* [TASK REQUIREMENTS]: Below are records; copy every line among them that contains the word "SelectItem".
==================================================
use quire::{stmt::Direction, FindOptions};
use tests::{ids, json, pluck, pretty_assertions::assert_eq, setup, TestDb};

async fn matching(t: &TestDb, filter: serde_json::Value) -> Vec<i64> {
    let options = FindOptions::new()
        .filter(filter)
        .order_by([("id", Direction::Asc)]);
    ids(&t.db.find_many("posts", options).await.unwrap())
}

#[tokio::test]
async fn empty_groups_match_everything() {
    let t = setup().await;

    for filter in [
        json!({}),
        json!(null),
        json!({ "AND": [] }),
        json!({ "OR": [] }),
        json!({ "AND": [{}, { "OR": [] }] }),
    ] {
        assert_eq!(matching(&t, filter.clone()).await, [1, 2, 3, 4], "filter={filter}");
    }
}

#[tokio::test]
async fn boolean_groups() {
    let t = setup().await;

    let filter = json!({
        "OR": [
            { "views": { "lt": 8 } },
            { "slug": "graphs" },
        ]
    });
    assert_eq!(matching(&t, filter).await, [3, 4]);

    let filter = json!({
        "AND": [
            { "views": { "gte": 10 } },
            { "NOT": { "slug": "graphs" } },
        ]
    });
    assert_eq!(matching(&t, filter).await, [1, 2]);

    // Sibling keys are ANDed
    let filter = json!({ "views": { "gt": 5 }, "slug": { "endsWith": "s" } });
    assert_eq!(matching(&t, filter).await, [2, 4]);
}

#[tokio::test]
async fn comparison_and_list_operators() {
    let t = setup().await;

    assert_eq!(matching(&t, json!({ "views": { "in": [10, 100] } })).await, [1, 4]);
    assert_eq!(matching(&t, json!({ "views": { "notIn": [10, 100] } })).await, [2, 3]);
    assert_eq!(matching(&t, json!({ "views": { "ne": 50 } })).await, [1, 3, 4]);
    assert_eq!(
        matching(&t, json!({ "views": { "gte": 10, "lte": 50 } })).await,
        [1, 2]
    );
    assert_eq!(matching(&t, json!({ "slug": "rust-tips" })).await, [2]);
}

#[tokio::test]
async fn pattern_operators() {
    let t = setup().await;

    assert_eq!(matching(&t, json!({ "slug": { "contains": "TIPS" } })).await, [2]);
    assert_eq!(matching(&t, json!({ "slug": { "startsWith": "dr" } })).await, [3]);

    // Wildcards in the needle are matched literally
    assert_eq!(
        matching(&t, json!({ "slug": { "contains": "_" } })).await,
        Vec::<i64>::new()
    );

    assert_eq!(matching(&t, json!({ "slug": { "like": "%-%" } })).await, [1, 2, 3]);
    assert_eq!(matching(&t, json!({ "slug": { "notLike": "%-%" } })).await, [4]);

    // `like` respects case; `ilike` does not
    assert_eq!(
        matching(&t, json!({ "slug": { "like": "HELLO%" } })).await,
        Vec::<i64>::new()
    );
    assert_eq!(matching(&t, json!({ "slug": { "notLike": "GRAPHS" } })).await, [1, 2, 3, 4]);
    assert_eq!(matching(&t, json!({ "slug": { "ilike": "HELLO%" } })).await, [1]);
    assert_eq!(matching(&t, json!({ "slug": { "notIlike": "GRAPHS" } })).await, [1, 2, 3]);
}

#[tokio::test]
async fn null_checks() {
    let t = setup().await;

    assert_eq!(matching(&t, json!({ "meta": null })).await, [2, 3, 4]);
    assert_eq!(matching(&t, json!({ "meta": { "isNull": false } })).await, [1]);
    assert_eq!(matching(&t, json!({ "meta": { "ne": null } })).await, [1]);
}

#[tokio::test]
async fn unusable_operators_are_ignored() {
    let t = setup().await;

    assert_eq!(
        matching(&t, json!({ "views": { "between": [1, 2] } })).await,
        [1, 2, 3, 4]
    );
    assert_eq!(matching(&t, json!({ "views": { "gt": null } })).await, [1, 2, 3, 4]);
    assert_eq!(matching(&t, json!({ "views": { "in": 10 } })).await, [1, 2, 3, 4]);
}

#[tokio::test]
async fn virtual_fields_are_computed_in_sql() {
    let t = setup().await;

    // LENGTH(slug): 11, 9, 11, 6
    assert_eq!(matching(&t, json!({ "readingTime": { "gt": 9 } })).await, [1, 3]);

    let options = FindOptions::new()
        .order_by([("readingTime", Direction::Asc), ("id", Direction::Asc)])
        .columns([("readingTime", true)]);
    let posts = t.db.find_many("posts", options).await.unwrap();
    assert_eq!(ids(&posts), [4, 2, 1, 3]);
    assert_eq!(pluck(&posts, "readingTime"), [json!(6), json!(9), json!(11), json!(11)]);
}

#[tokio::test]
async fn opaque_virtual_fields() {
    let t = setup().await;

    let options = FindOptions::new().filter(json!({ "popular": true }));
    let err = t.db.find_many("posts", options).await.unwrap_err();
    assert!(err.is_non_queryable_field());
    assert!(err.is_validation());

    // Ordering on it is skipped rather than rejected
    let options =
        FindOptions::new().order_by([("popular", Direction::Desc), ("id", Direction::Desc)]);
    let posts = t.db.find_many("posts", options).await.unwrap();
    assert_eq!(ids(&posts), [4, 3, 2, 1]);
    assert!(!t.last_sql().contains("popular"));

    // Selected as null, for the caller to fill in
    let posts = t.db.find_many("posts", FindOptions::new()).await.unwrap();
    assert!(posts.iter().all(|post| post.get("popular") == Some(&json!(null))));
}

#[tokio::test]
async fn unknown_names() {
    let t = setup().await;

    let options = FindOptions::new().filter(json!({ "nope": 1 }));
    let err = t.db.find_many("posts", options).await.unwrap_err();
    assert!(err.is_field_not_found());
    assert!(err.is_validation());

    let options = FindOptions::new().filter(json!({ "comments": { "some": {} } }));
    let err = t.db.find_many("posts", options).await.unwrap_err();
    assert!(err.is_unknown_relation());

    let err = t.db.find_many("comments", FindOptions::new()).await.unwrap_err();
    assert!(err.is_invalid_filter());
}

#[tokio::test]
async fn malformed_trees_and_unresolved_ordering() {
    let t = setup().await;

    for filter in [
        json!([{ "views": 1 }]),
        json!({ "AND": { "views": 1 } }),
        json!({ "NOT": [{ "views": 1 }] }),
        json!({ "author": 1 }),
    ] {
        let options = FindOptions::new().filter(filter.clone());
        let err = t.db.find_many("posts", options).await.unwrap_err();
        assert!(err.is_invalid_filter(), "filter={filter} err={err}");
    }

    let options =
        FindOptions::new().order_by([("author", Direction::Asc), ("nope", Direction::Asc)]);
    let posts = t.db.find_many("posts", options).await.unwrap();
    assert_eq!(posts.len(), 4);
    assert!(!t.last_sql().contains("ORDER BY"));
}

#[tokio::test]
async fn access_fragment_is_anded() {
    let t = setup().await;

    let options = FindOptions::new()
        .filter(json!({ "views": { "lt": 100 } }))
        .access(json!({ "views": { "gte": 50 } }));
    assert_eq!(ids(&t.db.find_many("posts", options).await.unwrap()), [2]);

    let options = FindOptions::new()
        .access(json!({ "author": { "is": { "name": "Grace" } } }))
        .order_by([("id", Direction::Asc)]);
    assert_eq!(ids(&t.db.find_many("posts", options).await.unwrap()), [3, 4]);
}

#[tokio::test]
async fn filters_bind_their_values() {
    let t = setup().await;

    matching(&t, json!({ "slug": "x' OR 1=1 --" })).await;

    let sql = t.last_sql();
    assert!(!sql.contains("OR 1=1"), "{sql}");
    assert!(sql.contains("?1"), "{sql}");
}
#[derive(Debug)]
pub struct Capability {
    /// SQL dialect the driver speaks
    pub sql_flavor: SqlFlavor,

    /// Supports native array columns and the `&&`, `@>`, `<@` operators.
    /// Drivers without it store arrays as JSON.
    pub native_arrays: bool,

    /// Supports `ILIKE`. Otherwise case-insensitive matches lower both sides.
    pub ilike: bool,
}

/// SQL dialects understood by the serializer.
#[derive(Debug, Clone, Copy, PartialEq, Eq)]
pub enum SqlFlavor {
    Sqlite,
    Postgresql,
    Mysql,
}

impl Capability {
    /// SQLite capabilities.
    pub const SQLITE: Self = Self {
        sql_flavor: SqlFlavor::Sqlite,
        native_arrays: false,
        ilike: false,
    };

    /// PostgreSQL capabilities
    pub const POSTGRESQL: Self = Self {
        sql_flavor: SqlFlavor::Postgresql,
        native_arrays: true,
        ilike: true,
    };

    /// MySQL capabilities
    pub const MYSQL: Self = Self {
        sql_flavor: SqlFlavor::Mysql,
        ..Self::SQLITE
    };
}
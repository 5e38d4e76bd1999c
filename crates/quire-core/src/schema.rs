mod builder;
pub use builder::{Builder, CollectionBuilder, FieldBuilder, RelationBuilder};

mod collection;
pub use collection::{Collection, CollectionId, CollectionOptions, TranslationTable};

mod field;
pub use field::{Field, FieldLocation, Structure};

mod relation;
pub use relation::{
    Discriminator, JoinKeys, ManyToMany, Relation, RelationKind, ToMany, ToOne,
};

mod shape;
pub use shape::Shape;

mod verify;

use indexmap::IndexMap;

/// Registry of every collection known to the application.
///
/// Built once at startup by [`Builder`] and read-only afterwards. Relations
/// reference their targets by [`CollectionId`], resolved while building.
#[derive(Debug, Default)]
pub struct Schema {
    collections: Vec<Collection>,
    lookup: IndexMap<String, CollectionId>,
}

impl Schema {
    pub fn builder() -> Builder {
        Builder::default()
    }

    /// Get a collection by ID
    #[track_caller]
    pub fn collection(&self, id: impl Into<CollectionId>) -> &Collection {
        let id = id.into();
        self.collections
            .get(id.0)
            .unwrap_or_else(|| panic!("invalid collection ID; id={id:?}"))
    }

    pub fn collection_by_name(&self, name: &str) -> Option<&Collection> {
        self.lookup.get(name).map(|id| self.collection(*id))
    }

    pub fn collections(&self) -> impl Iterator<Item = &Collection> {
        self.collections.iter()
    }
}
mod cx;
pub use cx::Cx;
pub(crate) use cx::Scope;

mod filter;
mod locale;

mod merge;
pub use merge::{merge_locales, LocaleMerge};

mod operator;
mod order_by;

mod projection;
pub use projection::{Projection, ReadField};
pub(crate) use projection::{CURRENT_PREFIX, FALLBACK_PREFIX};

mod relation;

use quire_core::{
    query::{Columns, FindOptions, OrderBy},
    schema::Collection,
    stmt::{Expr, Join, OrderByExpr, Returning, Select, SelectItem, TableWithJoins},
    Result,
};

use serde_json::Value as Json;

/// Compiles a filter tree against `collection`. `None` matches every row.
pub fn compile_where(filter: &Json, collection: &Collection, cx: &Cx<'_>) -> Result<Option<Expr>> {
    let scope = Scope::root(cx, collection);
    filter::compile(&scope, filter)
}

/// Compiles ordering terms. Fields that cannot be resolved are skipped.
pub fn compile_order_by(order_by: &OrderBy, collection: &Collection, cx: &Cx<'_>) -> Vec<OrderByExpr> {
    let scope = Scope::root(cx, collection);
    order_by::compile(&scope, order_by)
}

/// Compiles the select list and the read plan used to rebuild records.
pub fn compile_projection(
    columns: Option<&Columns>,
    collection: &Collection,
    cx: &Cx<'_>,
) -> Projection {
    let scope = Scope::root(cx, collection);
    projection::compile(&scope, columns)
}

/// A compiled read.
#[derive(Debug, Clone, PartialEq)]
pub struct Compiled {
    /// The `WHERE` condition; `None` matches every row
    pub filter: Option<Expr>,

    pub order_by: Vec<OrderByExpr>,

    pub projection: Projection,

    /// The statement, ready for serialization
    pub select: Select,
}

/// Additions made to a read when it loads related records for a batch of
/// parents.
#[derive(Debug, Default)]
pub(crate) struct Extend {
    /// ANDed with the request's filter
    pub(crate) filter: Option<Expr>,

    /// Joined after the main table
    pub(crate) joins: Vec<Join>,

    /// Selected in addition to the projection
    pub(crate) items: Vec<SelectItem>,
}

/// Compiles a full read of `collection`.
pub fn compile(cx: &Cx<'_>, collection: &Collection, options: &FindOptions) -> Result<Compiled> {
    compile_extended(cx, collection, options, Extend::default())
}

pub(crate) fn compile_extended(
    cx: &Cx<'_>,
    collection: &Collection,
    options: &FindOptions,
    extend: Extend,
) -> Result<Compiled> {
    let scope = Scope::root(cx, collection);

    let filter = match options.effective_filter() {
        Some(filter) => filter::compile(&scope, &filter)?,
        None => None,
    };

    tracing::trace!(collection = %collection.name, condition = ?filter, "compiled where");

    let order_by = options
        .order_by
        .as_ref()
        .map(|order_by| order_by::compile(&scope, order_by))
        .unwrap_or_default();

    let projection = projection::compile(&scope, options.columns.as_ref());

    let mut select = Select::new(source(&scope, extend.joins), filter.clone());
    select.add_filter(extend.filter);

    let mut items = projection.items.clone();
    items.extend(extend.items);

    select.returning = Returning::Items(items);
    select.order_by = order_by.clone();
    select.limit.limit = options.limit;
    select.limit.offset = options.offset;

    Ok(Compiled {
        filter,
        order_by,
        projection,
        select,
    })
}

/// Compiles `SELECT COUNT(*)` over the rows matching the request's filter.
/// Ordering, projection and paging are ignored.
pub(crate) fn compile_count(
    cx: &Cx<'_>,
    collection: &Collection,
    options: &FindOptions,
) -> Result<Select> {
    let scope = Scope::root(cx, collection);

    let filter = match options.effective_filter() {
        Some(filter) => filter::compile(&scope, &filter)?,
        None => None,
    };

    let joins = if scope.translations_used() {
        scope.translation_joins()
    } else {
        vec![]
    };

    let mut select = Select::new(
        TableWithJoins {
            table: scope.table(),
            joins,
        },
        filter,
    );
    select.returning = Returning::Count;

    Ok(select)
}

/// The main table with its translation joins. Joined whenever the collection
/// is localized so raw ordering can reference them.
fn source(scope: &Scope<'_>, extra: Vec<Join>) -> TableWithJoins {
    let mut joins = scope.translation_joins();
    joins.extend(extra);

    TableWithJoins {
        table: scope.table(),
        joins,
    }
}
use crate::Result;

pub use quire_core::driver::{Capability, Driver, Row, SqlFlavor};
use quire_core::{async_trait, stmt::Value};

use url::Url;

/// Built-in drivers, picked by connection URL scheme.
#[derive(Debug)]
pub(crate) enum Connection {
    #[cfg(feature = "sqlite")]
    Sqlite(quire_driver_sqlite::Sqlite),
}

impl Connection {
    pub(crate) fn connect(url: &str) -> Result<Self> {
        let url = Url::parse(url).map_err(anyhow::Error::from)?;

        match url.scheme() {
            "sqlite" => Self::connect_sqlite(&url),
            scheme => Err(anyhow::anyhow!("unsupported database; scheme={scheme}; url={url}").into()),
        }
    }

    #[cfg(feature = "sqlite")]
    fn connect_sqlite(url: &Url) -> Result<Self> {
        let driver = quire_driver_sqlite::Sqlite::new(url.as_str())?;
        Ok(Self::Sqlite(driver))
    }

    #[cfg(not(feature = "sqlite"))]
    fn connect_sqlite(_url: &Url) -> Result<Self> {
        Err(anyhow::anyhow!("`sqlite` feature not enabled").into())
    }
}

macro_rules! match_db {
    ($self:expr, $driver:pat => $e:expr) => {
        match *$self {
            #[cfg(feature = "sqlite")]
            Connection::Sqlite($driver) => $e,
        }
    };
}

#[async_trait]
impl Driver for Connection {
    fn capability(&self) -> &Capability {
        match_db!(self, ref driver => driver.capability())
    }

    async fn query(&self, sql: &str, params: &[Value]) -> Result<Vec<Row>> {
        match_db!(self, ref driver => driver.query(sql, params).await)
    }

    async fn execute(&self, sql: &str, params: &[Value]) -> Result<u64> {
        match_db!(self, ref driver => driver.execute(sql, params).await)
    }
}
==================================================
* [EXERCISE RESPONSE]:
    stmt::{Expr, Join, OrderByExpr, Returning, Select, SelectItem, TableWithJoins},
    pub(crate) items: Vec<SelectItem>,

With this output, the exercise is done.